Down below, the waves crashed, and Martin continued the story.
*
He walked to the cliff with Sally Brown. The sun was setting, dripping red as blood into the silver-blue ocean, and a breeze played with the girl’s long blonde hair flowing out from beneath her golden crown. She was very beautiful, dressed in a silky yellow gown. They were all very beautiful.
“Is this the place?” she asked, a voice as sweet as warm milk. “Your most favorite place in the world?”
“Do you like it?”
“It’s lovely.”
She stood at the cliff’s edge, looking down at the crashing waves. Mist rose to flirt with her face. He stood beside her and he took her tiny hand in his, and she giggled but did not object. He could have been her king.
Push her, said a voice. Drown her like the others.
At first he ignored the command, burying it beneath his fascination with the way Sally smelled of jasmine and sea salt. This one was too pretty. He could not do to her what he’d done to the others.
She took him by his hand to the lonely willow tree and she touched its bark, tugged lightly on its leafy branches. “Feel her,” she said. “She is cold here. She must be so lonely by herself on the cliff.”
The boy did, and perhaps this was a mistake.
Do it now. Now is your chance.
Moved by a tingle in his mind, his infatuation with her turned, as it had with the others, to a rejection. He remembered now why he’d brought Sally here. “Oh turn your back to water’s side, and face the willow tree,” he said, feeling his mouth peel into a grin. He squeezed her hand tightly. “Six little maidens I’ve drowned here, and you’ll the seventh be.” Feeling the voice pulse through him like electricity, he cried, “Take off, take off, your golden crown. Take off your gown. For though I am going to murder you, I would not spoil your finery.”
Sally pulled her hand from his, but did not run. She did not seem afraid. A tear came to her eye as if she might have known the other six and wondered where they’d gone. With quivering lips, she cried, “Oh, turn around, you false young man. Oh, turn around. For ‘tis not meet that such a youth a naked woman should you see.”
He did not think the request peculiar. In his trance, he turned and faced the willow tree, and he felt the willow tree smiling back at him. But when Sally grabbed him by the shoulders, the willow tree screamed out in mute agony, and before the boy knew that he’d been fooled, he was thrown from the cliff.

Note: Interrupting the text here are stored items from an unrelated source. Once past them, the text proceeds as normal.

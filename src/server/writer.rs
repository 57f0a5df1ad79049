//! The write side of an HTTP exchange.

use std::fmt::Write as _;
use std::io;
use log::warn;
use tokio::io::{AsyncWrite, AsyncWriteExt};

use crate::server::status::StatusCode;

/// Writes one HTTP/1.1 response to an underlying byte sink.
///
/// [`write_status`] fixes the status; only the first call counts. The status
/// line and header block reach the sink together with the first body bytes
/// or on [`flush`], and headers can no longer change after that. Writing body
/// bytes before any status implies `200 OK`. Responses are always sent with
/// `Connection: close`, so a body without `Content-Length` ends when the
/// connection does.
///
/// [`write_status`]: ResponseWriter::write_status
/// [`flush`]: ResponseWriter::flush
pub struct ResponseWriter {
    sink: Box<dyn AsyncWrite + Send + Sync + Unpin>,
    headers: Vec<(String, String)>,
    status: Option<StatusCode>,
    head_written: bool,
    bytes_written: usize,
    finished: bool,
}

impl ResponseWriter {
    pub fn new<W>(sink: W) -> Self
    where
        W: AsyncWrite + Send + Sync + Unpin + 'static,
    {
        Self {
            sink: Box::new(sink),
            headers: Vec::new(),
            status: None,
            head_written: false,
            bytes_written: 0,
            finished: false,
        }
    }

    /// Set a header, replacing any existing value with the same name.
    /// Ignored once the response head has been sent, and dropped if the name
    /// or value contains CR, LF or NUL.
    pub fn set_header(&mut self, name: impl Into<String>, value: impl Into<String>) {
        let (name, value) = (name.into(), value.into());
        if !self.accepts_header(&name, &value) {
            return;
        }
        match self.headers.iter_mut().find(|(k, _)| k.eq_ignore_ascii_case(&name)) {
            Some(entry) => entry.1 = value,
            None => self.headers.push((name, value)),
        }
    }

    /// Add a header line, keeping existing values with the same name.
    /// Used for headers that may repeat, such as `Set-Cookie`.
    pub fn append_header(&mut self, name: impl Into<String>, value: impl Into<String>) {
        let (name, value) = (name.into(), value.into());
        if self.accepts_header(&name, &value) {
            self.headers.push((name, value));
        }
    }

    fn accepts_header(&self, name: &str, value: &str) -> bool {
        if self.head_written {
            warn!("Header {name} set after the response head was sent; ignoring");
            return false;
        }
        let forbidden = |c: char| matches!(c, '\r' | '\n' | '\0');
        if name.is_empty() || name.contains(forbidden) || value.contains(forbidden) {
            warn!("Dropping header {name:?}: invalid characters in name or value");
            return false;
        }
        true
    }

    pub fn remove_header(&mut self, name: &str) {
        if !self.head_written {
            self.headers.retain(|(k, _)| !k.eq_ignore_ascii_case(name));
        }
    }

    /// Every value set for `name`, in insertion order.
    pub fn header_values<'a>(&'a self, name: &'a str) -> impl Iterator<Item = &'a str> + 'a {
        self.headers
            .iter()
            .filter(move |(k, _)| k.eq_ignore_ascii_case(name))
            .map(|(_, v)| v.as_str())
    }

    /// The first value set for `name`.
    pub fn header(&self, name: &str) -> Option<&str> {
        self.headers
            .iter()
            .find(|(k, _)| k.eq_ignore_ascii_case(name))
            .map(|(_, v)| v.as_str())
    }

    /// The status written so far, if any.
    pub fn status(&self) -> Option<StatusCode> {
        self.status
    }

    /// Whether the status is fixed.
    pub fn is_committed(&self) -> bool {
        self.status.is_some()
    }

    /// Whether the status line and headers have been sent.
    pub fn is_head_written(&self) -> bool {
        self.head_written
    }

    /// Body bytes accepted by the sink so far.
    pub fn bytes_written(&self) -> usize {
        self.bytes_written
    }

    /// Fix the response status. Only the first call has an effect.
    /// Codes outside `100..=999` are ignored.
    pub fn write_status(&mut self, status: StatusCode) {
        if !status.is_valid() {
            warn!("Ignoring invalid status code {}", status.as_u16());
            return;
        }
        if let Some(current) = self.status {
            warn!("Superfluous write_status({status}); status {current} was already written");
            return;
        }
        self.status = Some(status);
    }

    /// Write body bytes, committing `200 OK` first if no status was written.
    pub async fn write(&mut self, buf: &[u8]) -> io::Result<usize> {
        self.write_head().await?;
        self.sink.write_all(buf).await?;
        self.bytes_written += buf.len();
        Ok(buf.len())
    }

    /// Push everything written so far to the client.
    pub async fn flush(&mut self) -> io::Result<()> {
        self.write_head().await?;
        self.sink.flush().await
    }

    /// Complete the response: commit the head if nothing was written, flush
    /// and shut down the sink. Later calls do nothing.
    pub async fn finish(&mut self) -> io::Result<()> {
        if self.finished {
            return Ok(());
        }
        self.flush().await?;
        self.finished = true;
        self.sink.shutdown().await
    }

    async fn write_head(&mut self) -> io::Result<()> {
        if self.head_written {
            return Ok(());
        }
        let status = *self.status.get_or_insert(StatusCode::Ok);

        if self.header("Connection").is_none() {
            self.headers.push(("Connection".to_string(), "close".to_string()));
        }
        if self.header("Server").is_none() {
            self.headers.push(("Server".to_string(), "microhttp-service".to_string()));
        }

        let mut head = format!("HTTP/1.1 {} {}\r\n", status.as_u16(), status.reason_phrase());
        for (name, value) in &self.headers {
            let _ = write!(head, "{name}: {value}\r\n");
        }
        head.push_str("\r\n");

        self.head_written = true;
        self.sink.write_all(head.as_bytes()).await
    }
}
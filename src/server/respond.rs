//! Plain-text error responses.

use crate::server::context::RequestContext;
use crate::server::error::Error;
use crate::server::status::StatusCode;

impl RequestContext {
    /// Reply with `status` and `message` as a plain-text body.
    ///
    /// Clears any `Content-Length` set earlier, since the body is replaced.
    pub async fn error_response(&mut self, status: StatusCode, message: &str) -> Result<(), Error> {
        let writer = self.writer_mut();
        writer.remove_header("Content-Length");
        writer.set_header("Content-Type", "text/plain; charset=utf-8");
        writer.set_header("X-Content-Type-Options", "nosniff");
        self.response_builder()
            .with_status(status)
            .with_body(format!("{message}\n"))
            .send()
            .await
    }

    pub async fn bad_request(&mut self) -> Result<(), Error> {
        self.status_response(StatusCode::BadRequest).await
    }

    pub async fn unauthorized(&mut self) -> Result<(), Error> {
        self.status_response(StatusCode::Unauthorized).await
    }

    pub async fn forbidden(&mut self) -> Result<(), Error> {
        self.status_response(StatusCode::Forbidden).await
    }

    pub async fn not_found(&mut self) -> Result<(), Error> {
        self.status_response(StatusCode::NotFound).await
    }

    pub async fn method_not_allowed(&mut self) -> Result<(), Error> {
        self.status_response(StatusCode::MethodNotAllowed).await
    }

    pub async fn conflict(&mut self) -> Result<(), Error> {
        self.status_response(StatusCode::Conflict).await
    }

    pub async fn gone(&mut self) -> Result<(), Error> {
        self.status_response(StatusCode::Gone).await
    }

    pub async fn too_many_requests(&mut self) -> Result<(), Error> {
        self.status_response(StatusCode::TooManyRequests).await
    }

    pub async fn internal_server_error(&mut self) -> Result<(), Error> {
        self.status_response(StatusCode::InternalServerError).await
    }

    pub async fn not_implemented(&mut self) -> Result<(), Error> {
        self.status_response(StatusCode::NotImplemented).await
    }

    pub async fn service_unavailable(&mut self) -> Result<(), Error> {
        self.status_response(StatusCode::ServiceUnavailable).await
    }

    pub async fn gateway_timeout(&mut self) -> Result<(), Error> {
        self.status_response(StatusCode::GatewayTimeout).await
    }

    pub async fn insufficient_storage(&mut self) -> Result<(), Error> {
        self.status_response(StatusCode::InsufficientStorage).await
    }

    pub async fn loop_detected(&mut self) -> Result<(), Error> {
        self.status_response(StatusCode::LoopDetected).await
    }

    pub async fn not_extended(&mut self) -> Result<(), Error> {
        self.status_response(StatusCode::NotExtended).await
    }

    async fn status_response(&mut self, status: StatusCode) -> Result<(), Error> {
        self.error_response(status, status.reason_phrase()).await
    }
}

“Lie there, lie there, you false young man!” she cried. “Lie there! Lie there! Six little maidens you’ve drowned here. Now keep them company.”
*
Martin paused, looking each of us in the eye. It was the way he licked his lips that bothered me the most. Some of the others snickered, finding the boy’s trust of the girl to be a lame way to die. The camp leader ignored their critiques, and continued, “He sank beneath the icy waves, he sank down into the sea, and no living thing wept a tear for him.” Martin nodded his head toward the whispering branches behind him. “Save the lonely willow tree.
“You see,” he explained, “it was the tree that made him do it.”
“The tree?” I asked.
“It wanted the boy to kill them.”
“But why?”
“It lives alone upon this cliff, as lonely as lonely can be. It only wanted companionship, as much as you, or you, or me.”
Behind him, through the leaves, I thought I heard the willow whisper: Push them. Drown them all. It was not my imagination, I discovered soon enough, when the camp leader stood with grabbing hands and said, “And now your time has come to join them. She’s asked again for company.”
He took us one by one, and flailing we were flung, to splash and drown in the blackened sea. I was the last to feel his grip, and the last to hear his words; only they did not belong to him as they came from the willow’s roots.